I had to stop driving my car for a while... the tires got dizzy.
I just got this new camera. It's very advanced - you don't even need it.
I bought some instant water one time but I didn't know what to add to it.
I have a paper cut from writing my suicide note. It's a start.
I used to have an open mind but my brains kept falling out.
One day, when I came home from work, I accidentally put my car key in the door of my apartment building. I turned it, and the whole building started up. So I drove it around. A policeman stopped me for going too fast. He said, "Where do you live?" I said, "Right here!" Then I drove my building onto the middle of a highway, and I ran outside, and told all of the cars to get the hell out of my driveway.
I put contact lenses in my dog's eyes. They had little pictures of cats on them. Then I took one out and he ran around in circles.
Sometimes I... No, I don't.
My aunt gave me a walkie-talkie for my birthday. She says if I'm good, she'll give me the other one next year.
A friend of mine is into Voodoo Acupuncture. You don't have to go. You'll just be walking down the street and . . . ooooohhhhhh, that's much better.
How young can you die of old age?
What a nice night for an evening.
Honestly, I just go to restaurants to eat so I won't die. If there was a pill I could take in January and then I wouldn't have to eat again for the rest of the year, I would take it. Of course, I wouldn't want to sacrifice my chocolate cake and ice cream.

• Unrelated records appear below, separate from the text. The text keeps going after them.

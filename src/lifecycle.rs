//! Process lifecycle: shutdown coordination and signal wiring.
//!
//! The gateway runs until externally terminated; Ctrl+C is the only
//! shutdown trigger in normal operation. Tests trigger the coordinator
//! directly.

use tokio::sync::broadcast;

/// Coordinator for graceful shutdown.
///
/// Provides a broadcast channel that all long-running tasks can subscribe to.
pub struct Shutdown {
    tx: broadcast::Sender<()>,
}

impl Shutdown {
    /// Create a new shutdown coordinator.
    pub fn new() -> Self {
        let (tx, _) = broadcast::channel(1);
        Self { tx }
    }

    /// Subscribe to the shutdown signal.
    pub fn subscribe(&self) -> broadcast::Receiver<()> {
        self.tx.subscribe()
    }

    /// Trigger the shutdown signal.
    pub fn trigger(&self) {
        let _ = self.tx.send(());
    }
}

impl Default for Shutdown {
    fn default() -> Self {
        Self::new()
    }
}

/// Trigger `shutdown` once Ctrl+C is received.
pub async fn shutdown_on_ctrl_c(shutdown: Shutdown) {
    tokio::signal::ctrl_c()
        .await
        .expect("Failed to install Ctrl+C handler");
    tracing::info!("Ctrl+C received");
    shutdown.trigger();
}
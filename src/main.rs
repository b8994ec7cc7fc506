//! CORS gateway binary.
//!
//! Sits between a browser frontend and the backend API server:
//!
//! ```text
//!     Browser ──▶ /api/* ──▶ ┌──────────────────────────────┐
//!                            │        CORS GATEWAY          │
//!                            │  cors policy → path rewrite  │
//!                            │   → forwarder → relay/502    │
//!                            └──────────────┬───────────────┘
//!     Browser ◀── CORS headers overlaid ◀───┴──▶ Backend API
//! ```
//!
//! `/health` answers locally and is never forwarded.

use clap::Parser;
use std::path::PathBuf;
use tokio::net::TcpListener;

use cors_gateway::config::{load_config, GatewayConfig};
use cors_gateway::http::GatewayServer;
use cors_gateway::lifecycle::{self, Shutdown};
use cors_gateway::observability::logging;

#[derive(Debug, Parser)]
#[command(name = "cors-gateway", about = "CORS-injecting reverse proxy for the frontend API")]
struct Args {
    /// Path to a TOML configuration file. Built-in defaults are used when omitted.
    #[arg(long)]
    config: Option<PathBuf>,
}

#[tokio::main]
async fn main() -> Result<(), Box<dyn std::error::Error>> {
    let args = Args::parse();

    let config = match &args.config {
        Some(path) => load_config(path)?,
        None => GatewayConfig::default(),
    };

    logging::init(&config.observability.log_level);

    tracing::info!("cors-gateway v0.1.0 starting");

    tracing::info!(
        bind_address = %config.listener.bind_address,
        upstream = %config.upstream.address,
        api_prefix = %config.upstream.api_prefix,
        allowed_origins = ?config.cors.allowed_origins,
        upstream_timeout_ms = config.timeouts.upstream_ms,
        "Configuration loaded"
    );

    let listener = TcpListener::bind(&config.listener.bind_address).await?;
    let local_addr = listener.local_addr()?;

    tracing::info!(
        address = %local_addr,
        "Listening for connections"
    );

    let shutdown = Shutdown::new();
    let server_shutdown = shutdown.subscribe();
    tokio::spawn(lifecycle::shutdown_on_ctrl_c(shutdown));

    let server = GatewayServer::new(config)?;
    server.run(listener, server_shutdown).await?;

    tracing::info!("Shutdown complete");
    Ok(())
}
//! Configuration management subsystem.
//!
//! # Data Flow
//! ```text
//! config file (TOML)
//!     → loader.rs (parse & deserialize)
//!     → validation.rs (semantic checks)
//!     → GatewayConfig (validated, immutable)
//!     → captured by the server at startup
//! ```
//!
//! # Design Decisions
//! - Config is immutable once loaded; there is no runtime reload
//! - All fields have defaults to allow minimal configs
//! - Validation separates syntactic (serde) from semantic checks

pub mod loader;
pub mod schema;
pub mod validation;

pub use loader::{load_config, ConfigError};
pub use schema::GatewayConfig;
//! Public-prefix path rewriting.
//!
//! # Responsibilities
//! - Strip the configured public prefix from an inbound path
//! - Leave everything after the prefix intact; the query string is not
//!   part of the rewrite
//!
//! # Design Decisions
//! - Exact string match at path start, case-sensitive, first occurrence only
//! - A path without the prefix passes through unchanged; routing only
//!   delivers prefixed paths here in normal operation
//! - Stripping the entire path yields the upstream root

/// Rewrites inbound paths into the upstream's native path space.
#[derive(Debug, Clone)]
pub struct PathRewriter {
    prefix: String,
}

impl PathRewriter {
    pub fn new(prefix: impl Into<String>) -> Self {
        Self {
            prefix: prefix.into(),
        }
    }

    /// Strip the prefix from `path` once.
    pub fn rewrite(&self, path: &str) -> String {
        match path.strip_prefix(&self.prefix) {
            Some("") => "/".to_string(),
            Some(rest) => rest.to_string(),
            None => path.to_string(),
        }
    }
}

The Stones, I love the Stones. I watch them whenever I can. Fred, Barney.
The lady across the hall tried to rob a department store . . . with a pricing gun. She said, "Give me all of the money in the vault, or I'm marking down everything in the store."
Sometimes I talk to myself in languages I'm unfamiliar with... just to screw with my subconscious.
Today I dialed a wrong number... The other person said, "Hello?" and I said, "Hello, could I speak to Joey?"... They said, "Uh... I don't think so... he's only 2 months old." I said, "I'll wait."
Tinsel is really snakes' mirrors.
I was an only child, eventually.
I think God's going to come down and pull civilization over for speeding.
I put a new engine in my car, but forgot to take the old one out. Now my car goes 500 miles per hour. The harmonica sounds amazing.
I'm writing an unauthorized autobiography.
I made a chocolate cake with white chocolate. Then I took it to a potluck. I stood in line for some cake. They said, "Do you want white cake or chocolate cake?" I said, "yes."
I got a garage door opener. It can't close. Just open.
All the plants in my house are dead - I shot them last night. I was teasing them by watering them with ice cubes.